14 Pranteiem, navios de Társis,
porque destruída está a sua fortaleza!
15 Naquele tempo, Tiro será esquecida por setenta anos, o tempo de vida de um rei. No fim dos setenta anos, porém, acontecerá com Tiro o que diz a canção da prostituta:
16 "Pegue a harpa, vá pela cidade,
ó prostituta esquecida;
toque com habilidade, cante muitas canções,
para se lembrarem de você".
17 No fim dos setenta anos, o Senhor se lembrará de Tiro. Esta voltará ao seu ofício de prostituta e voltará a vender‑se e a prostituir‑se com todos os reinos da terra.
18 Contudo, o seu lucro e a sua renda serão separados para o Senhor; não serão guardados nem depositados. Os seus lucros irão para os que vivem na presença do Senhor, para que tenham bastante comida e roupas finas.
1 Peso de Tiro. Uivai, navios de Társis, porque está assolada, a ponto de não haver nela casa nenhuma, e de ninguém mais entrar nela; desde a terra de Quitim lhes foi isto revelado.

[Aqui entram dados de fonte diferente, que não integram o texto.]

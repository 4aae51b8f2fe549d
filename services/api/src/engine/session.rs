//! services/api/src/engine/session.rs
//!
//! The in-memory, per-owner conversation session store.
//!
//! Sessions live in a `DashMap`, whose sharded locking gives `get_or_create`
//! atomic per-key semantics with a lock-free read path. There is no
//! per-owner request serialization beyond that: two concurrent turns for
//! the same owner resolve last-writer-wins on the cached feedback summary,
//! and the TTL sweep may evict a session mid-turn. Both are accepted
//! tradeoffs; an evicted session is simply observed as fresh on the next
//! access, never as an error.

use dashmap::DashMap;
use std::time::{Duration, Instant};
use tracing::info;
use tutor_core::domain::ConversationTurn;

/// Mutable per-owner conversation state.
#[derive(Debug, Clone)]
pub struct UserSession {
    pub transcript: Vec<ConversationTurn>,
    pub last_active_at: Instant,
    /// Cached summary of the owner's past feedback, refreshed lazily.
    pub feedback_summary: Option<String>,
    /// Set when new feedback lands, forcing a refresh on the next turn.
    pub feedback_dirty: bool,
}

impl UserSession {
    fn new() -> Self {
        Self {
            transcript: Vec::new(),
            last_active_at: Instant::now(),
            feedback_summary: None,
            feedback_dirty: false,
        }
    }
}

/// Concurrent owner -> session map with TTL-based eviction.
#[derive(Default)]
pub struct SessionStore {
    sessions: DashMap<String, UserSession>,
}

impl SessionStore {
    pub fn new() -> Self {
        Self {
            sessions: DashMap::new(),
        }
    }

    /// Runs `f` against the owner's session, creating it atomically on a
    /// miss and touching `last_active_at` either way. The shard lock is
    /// held for the duration of `f`, so callers keep it synchronous and
    /// short.
    pub fn with_session<R>(&self, owner: &str, f: impl FnOnce(&mut UserSession) -> R) -> R {
        let mut entry = self
            .sessions
            .entry(owner.to_string())
            .or_insert_with(UserSession::new);
        entry.last_active_at = Instant::now();
        f(entry.value_mut())
    }

    /// Creates the owner's session if absent and refreshes its activity
    /// timestamp.
    pub fn touch(&self, owner: &str) {
        self.with_session(owner, |_| {});
    }

    /// Marks the owner's cached feedback summary stale, if a session
    /// exists. Never creates a session: feedback on its own is not
    /// conversational activity.
    pub fn mark_feedback_dirty(&self, owner: &str) {
        if let Some(mut session) = self.sessions.get_mut(owner) {
            session.feedback_dirty = true;
        }
    }

    /// Removes every session inactive for longer than `ttl`. Returns the
    /// number of sessions evicted.
    pub fn evict_expired(&self, ttl: Duration) -> usize {
        let expired: Vec<String> = self
            .sessions
            .iter()
            .filter(|entry| entry.value().last_active_at.elapsed() > ttl)
            .map(|entry| entry.key().clone())
            .collect();

        for owner in &expired {
            self.sessions.remove(owner);
            info!("Removed inactive session: {}", owner);
        }
        expired.len()
    }

    pub fn contains(&self, owner: &str) -> bool {
        self.sessions.contains_key(owner)
    }

    pub fn len(&self) -> usize {
        self.sessions.len()
    }

    pub fn is_empty(&self) -> bool {
        self.sessions.is_empty()
    }

    /// Rewinds a session's activity timestamp, for eviction tests.
    #[cfg(test)]
    pub fn backdate(&self, owner: &str, age: Duration) {
        if let Some(mut session) = self.sessions.get_mut(owner) {
            session.last_active_at = Instant::now().checked_sub(age).expect("clock underflow");
        }
    }
}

2 Calai-vos, moradores da ilha,
vós a quem encheram
os mercadores de Sidom,
navegando pelo mar.
3 E a sua provisão era
a semente de Sior, que vinha
com as muitas águas,
a ceifa do Nilo,
e ela era a
feira das nações.
4 Envergonha-te, ó Sidom,
porque o mar,
a fortaleza do mar, fala, dizendo:
Eu não tive dores de parto,
nem dei à luz,
nem ainda criei jovens, nem
eduquei virgens.
5 Como quando se ouvirem as novas do Egito,
assim haverá dores quando
se ouvirem as novas de Tiro.
6 Passai a Társis;
clamai, moradores da ilha.
7 É esta, porventura,
a vossa cidade exultante,
cuja origem é dos dias antigos,
cujos pés a levaram
para longe a peregrinar?
8 Quem formou este desígnio contra Tiro,
distribuidora de coroas,
cujos mercadores são príncipes e
cujos negociantes são
os mais nobres da terra?
9 O Senhor dos Exércitos formou este desígnio
para denegrir a soberba de
toda a glória, e
envilecer os mais nobres da terra.
10 Passa como o Nilo
pela tua terra,
ó filha de Társis;
já não há quem te restrinja.
11 Ele estendeu a sua mão
sobre o mar, e turbou os reinos;
o Senhor deu ordens
contra Canaã,
para que se destruíssem
as suas fortalezas.
12 E disse: Nunca mais exultarás
de alegria, ó oprimida virgem,
filha de Sidom;
levanta-te, passa a Quitim,
e ainda ali não terás descanso.
13 Vede a terra dos caldeus, ainda este povo não era povo; a Assíria a fundou para os que moravam no deserto; levantaram as suas fortalezas, e edificaram os seus palácios; porém converteu-a em ruína.
14 Uivai, navios de
Társis,
porque está destruída
a vossa fortaleza.
15 Naquele dia Tiro será posta em esquecimento por setenta anos, conforme os dias de um rei; porém no fim de setenta anos Tiro cantará como uma prostituta.
16 Toma a harpa, rodeia a cidade,
ó prostituta entregue ao esquecimento;
faça doces melodias, canta muitas canções,
para que haja memória de ti.
17 Porque será no fim de setenta anos que o Senhor visitará a Tiro, e ela tornará à sua ganância de prostituta, e prostituir-se-á com todos os reinos do mundo sobre a face da terra.
18 E o seu comércio e a sua ganância de prostituta serão consagrados ao Senhor; não se entesourará, nem se fechará; mas o seu comércio será para os que habitam perante o Senhor, para que comam até se saciarem, e tenham vestimenta durável.